ESには、JINSが独自開発した「3点式電位センサー」と呼ぶ視線の動きやまばたきなどを検知するセンサーと、ジャイロセンサーを搭載。これと連動するスマホ用アプリを使って、利用者が集中力や活力などに基づいた「アタマ年齢」や、姿勢や安定性などに基づいた「カラダ年齢」を計測したり、自動車運転中に眠気を図ったりすることができる。

「JINS MEME ES」(左)と「JINS MEME MT」(右)スポーツ分野での活用も期待されている

一方、ジャイロセンサーのみ搭載するMTでは、連動アプリ「JINS MEME RUN」を通じてランニングフォームを可視化。ブレのない、安定性の高いフォームを目指すのに使えるとしている。2016年1月には、体幹トレーニング向けアプリ「JINS MEME CORE TRAINING」も投入する計画だ(どちらのアプリも、ESでも使える)。

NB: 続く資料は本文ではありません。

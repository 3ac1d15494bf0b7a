//! Strategy transforms and the discrete trading signal they produce.

use crate::domain::error::BacktestError;
use crate::domain::frame::{Column, PriceFrame, SIGNAL_COLUMN};
use crate::domain::indicator::sma::{self, Sma};
use crate::domain::transform::{Params, Transform, period_param};

#[derive(Debug, Clone, Copy, PartialEq, Eq)]
pub enum Signal {
    Short,
    Flat,
    Long,
}

impl Signal {
    pub fn as_i8(self) -> i8 {
        match self {
            Signal::Short => -1,
            Signal::Flat => 0,
            Signal::Long => 1,
        }
    }

    pub fn as_f64(self) -> f64 {
        f64::from(self.as_i8())
    }

    /// Long-only realization: shorts are held flat.
    pub fn long_exposure(self) -> u8 {
        match self {
            Signal::Long => 1,
            Signal::Short | Signal::Flat => 0,
        }
    }
}

/// Reads the `signal` column of a strategy's output.
///
/// Undefined entries read as [`Signal::Flat`]; anything other than -1, 0 or 1
/// is rejected, as is a column that is not one value per bar.
pub fn extract_signals(
    frame: &PriceFrame<'_>,
    strategy: &str,
) -> Result<Vec<Signal>, BacktestError> {
    let column = frame
        .column(SIGNAL_COLUMN)
        .ok_or_else(|| BacktestError::MissingSignal {
            strategy: strategy.to_string(),
        })?;
    if column.len() != frame.len() {
        return Err(BacktestError::ColumnLength {
            transform: strategy.to_string(),
            column: SIGNAL_COLUMN.to_string(),
            expected: frame.len(),
            got: column.len(),
        });
    }

    column
        .iter()
        .enumerate()
        .map(|(index, value)| match *value {
            None => Ok(Signal::Flat),
            Some(v) if v == 1.0 => Ok(Signal::Long),
            Some(v) if v == 0.0 => Ok(Signal::Flat),
            Some(v) if v == -1.0 => Ok(Signal::Short),
            Some(value) => Err(BacktestError::InvalidSignal { index, value }),
        })
        .collect()
}

#[derive(Debug, Clone, Copy, PartialEq, Eq)]
pub struct SmaCrossParams {
    pub fast: usize,
    pub slow: usize,
}

impl SmaCrossParams {
    pub const DEFAULT_FAST: usize = 20;
    pub const DEFAULT_SLOW: usize = 50;

    pub fn from_params(params: &Params) -> Result<Self, BacktestError> {
        Ok(Self {
            fast: period_param("sma_cross", params, "fast", Self::DEFAULT_FAST)?,
            slow: period_param("sma_cross", params, "slow", Self::DEFAULT_SLOW)?,
        })
    }
}

/// +1 where fast > slow, -1 where fast < slow, 0 on ties and undefined bars.
pub fn cross_signal(fast: &Column, slow: &Column) -> Column {
    fast.iter()
        .zip(slow)
        .map(|(f, s)| {
            let signal = match (*f, *s) {
                (Some(f), Some(s)) if f > s => Signal::Long,
                (Some(f), Some(s)) if f < s => Signal::Short,
                _ => Signal::Flat,
            };
            Some(signal.as_f64())
        })
        .collect()
}

/// Moving-average crossover.
pub struct SmaCross;

impl Transform for SmaCross {
    fn name(&self) -> &'static str {
        "sma_cross"
    }

    fn accepted_params(&self) -> &'static [&'static str] {
        &["fast", "slow"]
    }

    fn apply<'a>(
        &self,
        frame: &PriceFrame<'a>,
        params: &Params,
    ) -> Result<PriceFrame<'a>, BacktestError> {
        let SmaCrossParams { fast, slow } = SmaCrossParams::from_params(params)?;

        let frame = Sma.apply(frame, &Params::from([("period".to_string(), fast as f64)]))?;
        let frame = Sma.apply(&frame, &Params::from([("period".to_string(), slow as f64)]))?;

        let missing = |period| BacktestError::Internal {
            message: format!("sma_cross: column {} was not produced", sma::sma_column(period)),
        };
        let fast_col = frame.column(&sma::sma_column(fast)).ok_or_else(|| missing(fast))?;
        let slow_col = frame.column(&sma::sma_column(slow)).ok_or_else(|| missing(slow))?;

        let signal = cross_signal(fast_col, slow_col);
        Ok(frame.with_column(SIGNAL_COLUMN, signal))
    }
}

ジェイアイエヌはこのほか、音楽やエンターテインメントなどより幅広い分野で活用すべく、開発者向けにソフトウエア開発キットとAPI(アプリケーション・プログラミング・インターフェース)を公開。これまで、「相性診断アプリ」などいくつかの実験的なアプリが登場しているようだ。

ジンズ・ミームに対する、田中仁社長の期待は決して小さくない。「2010年にここで『JINS PC』を発表した際には、『さまざまな人が機能に応じた眼鏡をかけるようになることで、市場規模を1兆円にしたい』と話した(現在の眼鏡市場規模は約4800億円)。ミームも裾野を広げるキラーデバイスになると見ている」と意気込む。

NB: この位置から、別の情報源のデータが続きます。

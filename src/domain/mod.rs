//! Core domain types and logic.

pub mod ohlcv;
pub mod frame;
pub mod transform;
pub mod registry;
pub mod indicator;
pub mod strategy;
pub mod pipeline;
pub mod simulation;
pub mod metrics;
pub mod projection;
pub mod report;
pub mod backtest;
pub mod config_validation;
pub mod error;
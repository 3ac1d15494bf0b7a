//! RSI (Relative Strength Index) indicator.
//!
//! Uses plain rolling means, not Wilder's smoothing:
//! - gain = mean of positive close deltas over the last n deltas
//! - loss = mean of |negative close deltas| over the last n deltas
//!
//! Formula: RSI = 100 - (100 / (1 + gain / loss))
//! Undefined where loss == 0.
//!
//! Warmup: first n bars undefined (the first bar has no delta).

use crate::domain::error::BacktestError;
use crate::domain::frame::{Column, PriceFrame, RSI_COLUMN};
use crate::domain::indicator::rolling_mean;
use crate::domain::transform::{Params, Transform, period_param};

pub const DEFAULT_PERIOD: usize = 14;

#[derive(Debug, Clone, Copy, PartialEq, Eq)]
pub struct RsiParams {
    pub period: usize,
}

impl RsiParams {
    pub fn from_params(params: &Params) -> Result<Self, BacktestError> {
        Ok(Self {
            period: period_param("rsi", params, "period", DEFAULT_PERIOD)?,
        })
    }
}

pub fn calculate_rsi(closes: &[f64], period: usize) -> Column {
    let mut gains: Column = Vec::with_capacity(closes.len());
    let mut losses: Column = Vec::with_capacity(closes.len());

    for i in 0..closes.len() {
        if i == 0 {
            gains.push(None);
            losses.push(None);
            continue;
        }
        let change = closes[i] - closes[i - 1];
        gains.push(Some(change.max(0.0)));
        losses.push(Some((-change).max(0.0)));
    }

    let avg_gain = rolling_mean(&gains, period);
    let avg_loss = rolling_mean(&losses, period);

    avg_gain
        .iter()
        .zip(&avg_loss)
        .map(|(gain, loss)| match (*gain, *loss) {
            (Some(gain), Some(loss)) if loss != 0.0 => Some(100.0 - 100.0 / (1.0 + gain / loss)),
            _ => None,
        })
        .collect()
}

pub struct Rsi;

impl Transform for Rsi {
    fn name(&self) -> &'static str {
        "rsi"
    }

    fn accepted_params(&self) -> &'static [&'static str] {
        &["period"]
    }

    fn apply<'a>(
        &self,
        frame: &PriceFrame<'a>,
        params: &Params,
    ) -> Result<PriceFrame<'a>, BacktestError> {
        let RsiParams { period } = RsiParams::from_params(params)?;
        Ok(frame.with_column(RSI_COLUMN, calculate_rsi(&frame.closes(), period)))
    }
}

ただし、ウェアラブル端末を囲む環境は、この1年半でずいぶん変わっている。

目的や機能などが異なるが、昨年5月時点で眼鏡型ウェアラブル端末の最先端と目されていた「グーグルグラス」は、2015年に個人向けの販売を終了。このほかにも、色々なメーカーが発売したり、開発に取りかかったりしているが、特に目立った眼鏡型端末が出てきているわけではない。一方、時計型についても「アップルウォッチ」がそれなりに販売先を広げるなど健闘しているが、普及期に入ったとは言えないだろう。